> Work order: Identify every line in the records below that contains the word "Some", and copy each of those lines.

> Given data:

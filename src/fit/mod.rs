// src/fit/mod.rs
//! Discrete power-law fitting of integer distributions.
//!
//! The scaling exponent is the approximate discrete MLE
//! `α = 1 + n / Σ ln(x / (k_min - 0.5))` over the tail `x >= k_min`, and the
//! cutoff `k_min` is the candidate whose fitted law is closest to the data in
//! Kolmogorov-Smirnov distance.

pub mod zeta;

use serde::Serialize;

use crate::error::{CharnetError, Result};
use crate::graph::EncounterGraph;

/// Fewer distinct values than this cannot be fitted.
pub const MIN_SUPPORT: usize = 2;

/// One `(x, P(X >= x))` sample of an inverse CDF.
#[derive(Debug, Clone, Copy, PartialEq, Serialize)]
pub struct CurvePoint {
    pub x: u64,
    pub y: f64,
}

/// Outcome of a power-law fit.
#[derive(Debug, Clone, PartialEq, Serialize)]
pub struct FitResult {
    pub alpha: f64,
    pub k_min: u64,
    pub ks_distance: f64,
    /// Number of samples with `x >= k_min`.
    pub tail_size: usize,
    /// Empirical inverse CDF over the whole support, ascending in `x`.
    pub empirical: Vec<CurvePoint>,
    /// Fitted inverse CDF for `x >= k_min`, anchored to `empirical` at `k_min`.
    pub fitted: Vec<CurvePoint>,
}

/// Sorted distinct values with their multiplicities.
struct Support {
    values: Vec<(u64, usize)>,
    total: usize,
}

impl Support {
    fn new(samples: &[u64]) -> Self {
        let mut sorted: Vec<u64> = samples.iter().copied().filter(|&x| x > 0).collect();
        sorted.sort_unstable();

        let mut values: Vec<(u64, usize)> = Vec::new();
        for x in sorted {
            match values.last_mut() {
                Some((v, count)) if *v == x => *count += 1,
                _ => values.push((x, 1)),
            }
        }
        let total = values.iter().map(|(_, c)| c).sum();
        Self { values, total }
    }
}

/// Power-law fitter; see the module docs for the estimator.
#[derive(Debug, Clone, Copy)]
pub struct PowerLawFitter {
    min_support: usize,
}

impl Default for PowerLawFitter {
    fn default() -> Self {
        Self {
            min_support: MIN_SUPPORT,
        }
    }
}

impl PowerLawFitter {
    #[must_use]
    pub fn new() -> Self {
        Self::default()
    }

    /// Requires at least `n` distinct values (never fewer than [`MIN_SUPPORT`]).
    #[must_use]
    pub fn with_min_support(mut self, n: usize) -> Self {
        self.min_support = n.max(MIN_SUPPORT);
        self
    }

    /// Fits the positive values of `samples`; zeros are ignored.
    ///
    /// # Errors
    /// Returns `InsufficientData` if the support is too small.
    pub fn fit(&self, book: &str, samples: &[u64]) -> Result<FitResult> {
        let support = Support::new(samples);
        let distinct = support.values.len();
        if distinct < self.min_support {
            return Err(CharnetError::InsufficientData {
                book: book.to_string(),
                distinct,
                required: self.min_support,
            });
        }

        let best = select_cutoff(&support);
        let empirical = inverse_cdf_of(&support);
        let fitted = fitted_tail(&empirical, best.alpha, best.k_min);

        Ok(FitResult {
            alpha: best.alpha,
            k_min: best.k_min,
            ks_distance: best.ks,
            tail_size: best.tail_size,
            empirical,
            fitted,
        })
    }

    /// Fits the degree distribution of a graph, isolated vertices excluded.
    ///
    /// # Errors
    /// Returns `InsufficientData` if the degrees take too few distinct values.
    pub fn fit_degrees(&self, graph: &EncounterGraph) -> Result<FitResult> {
        let degrees: Vec<u64> = graph.degree_sequence().into_iter().map(|d| d as u64).collect();
        self.fit(graph.name(), &degrees)
    }
}

struct Candidate {
    alpha: f64,
    k_min: u64,
    ks: f64,
    tail_size: usize,
}

/// Scans every distinct value but the largest as `k_min`.
///
/// The largest value is skipped: its tail is a single point mass that any
/// steep enough exponent matches perfectly.
#[allow(clippy::cast_precision_loss)]
fn select_cutoff(support: &Support) -> Candidate {
    let vals = &support.values;
    let d = vals.len();

    // Suffix sums of counts and of count * ln(x).
    let mut tail_count = vec![0_usize; d + 1];
    let mut tail_ln = vec![0.0_f64; d + 1];
    for i in (0..d).rev() {
        let (x, c) = vals[i];
        tail_count[i] = tail_count[i + 1] + c;
        tail_ln[i] = tail_ln[i + 1] + c as f64 * (x as f64).ln();
    }

    let mut best: Option<Candidate> = None;
    for c in 0..d.saturating_sub(1) {
        let k_min = vals[c].0;
        let m = tail_count[c];
        let denom = tail_ln[c] - m as f64 * (k_min as f64 - 0.5).ln();
        let alpha = 1.0 + m as f64 / denom;
        let ks = ks_statistic(&vals[c..], m, alpha, k_min);
        if ks.is_nan() {
            continue;
        }
        if best.as_ref().map_or(true, |b| ks < b.ks) {
            best = Some(Candidate {
                alpha,
                k_min,
                ks,
                tail_size: m,
            });
        }
    }

    // Only reachable if every candidate produced NaN; fall back to the full support.
    best.unwrap_or_else(|| {
        let k_min = vals.first().map_or(1, |v| v.0);
        let all: Vec<u64> = vals
            .iter()
            .flat_map(|&(x, c)| std::iter::repeat(x).take(c))
            .collect();
        let (alpha, tail_size) = mle_alpha(&all, k_min).unwrap_or((f64::NAN, 0));
        Candidate {
            alpha,
            k_min,
            ks: f64::NAN,
            tail_size,
        }
    })
}

/// Approximate discrete MLE of `α` over `samples >= k_min`.
///
/// Returns `(α, tail size)`, or `None` when the tail is empty or `k_min` is 0.
/// A tail of one repeated value is fine: every log term is `ln(x / (x - 0.5))`,
/// which is strictly positive.
#[must_use]
#[allow(clippy::cast_precision_loss)]
pub fn mle_alpha(samples: &[u64], k_min: u64) -> Option<(f64, usize)> {
    if k_min == 0 {
        return None;
    }
    let shift = k_min as f64 - 0.5;
    let (n, sum) = samples
        .iter()
        .filter(|&&x| x >= k_min)
        .fold((0_usize, 0.0_f64), |(n, s), &x| (n + 1, s + (x as f64 / shift).ln()));
    (n > 0).then(|| (1.0 + n as f64 / sum, n))
}

/// `P(X >= x)` of a discrete power law with exponent `alpha` starting at `k_min`.
#[must_use]
#[allow(clippy::cast_precision_loss)]
pub fn tail_ccdf(alpha: f64, k_min: u64, x: u64) -> f64 {
    if x <= k_min {
        return 1.0;
    }
    let (k, x) = (k_min as f64, x as f64);
    (k / x).powf(alpha) * zeta::hurwitz_zeta_scaled(alpha, x) / zeta::hurwitz_zeta_scaled(alpha, k)
}

/// Largest gap between the empirical and fitted CDFs of the tail.
#[allow(clippy::cast_precision_loss)]
fn ks_statistic(tail: &[(u64, usize)], m: usize, alpha: f64, k_min: u64) -> f64 {
    let mut seen = 0_usize;
    let mut max_gap = 0.0_f64;
    for &(x, c) in tail {
        seen += c;
        let empirical = seen as f64 / m as f64;
        let theoretical = 1.0 - tail_ccdf(alpha, k_min, x + 1);
        let gap = (empirical - theoretical).abs();
        if gap.is_nan() {
            return f64::NAN;
        }
        max_gap = max_gap.max(gap);
    }
    max_gap
}

/// Empirical `P(X >= x)` at every distinct positive value of `samples`.
#[must_use]
pub fn inverse_cdf(samples: &[u64]) -> Vec<CurvePoint> {
    inverse_cdf_of(&Support::new(samples))
}

#[allow(clippy::cast_precision_loss)]
fn inverse_cdf_of(support: &Support) -> Vec<CurvePoint> {
    let total = support.total as f64;
    let mut below = 0_usize;
    support
        .values
        .iter()
        .map(|&(x, c)| {
            let y = 1.0 - below as f64 / total;
            below += c;
            CurvePoint { x, y }
        })
        .collect()
}

fn fitted_tail(empirical: &[CurvePoint], alpha: f64, k_min: u64) -> Vec<CurvePoint> {
    let anchor = empirical
        .iter()
        .find(|p| p.x == k_min)
        .map_or(1.0, |p| p.y);
    empirical
        .iter()
        .filter(|p| p.x >= k_min)
        .map(|p| CurvePoint {
            x: p.x,
            y: anchor * tail_ccdf(alpha, k_min, p.x),
        })
        .collect()
}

> Problem solution:
                Some((v, count)) if *v == x => *count += 1,
            best = Some(Candidate {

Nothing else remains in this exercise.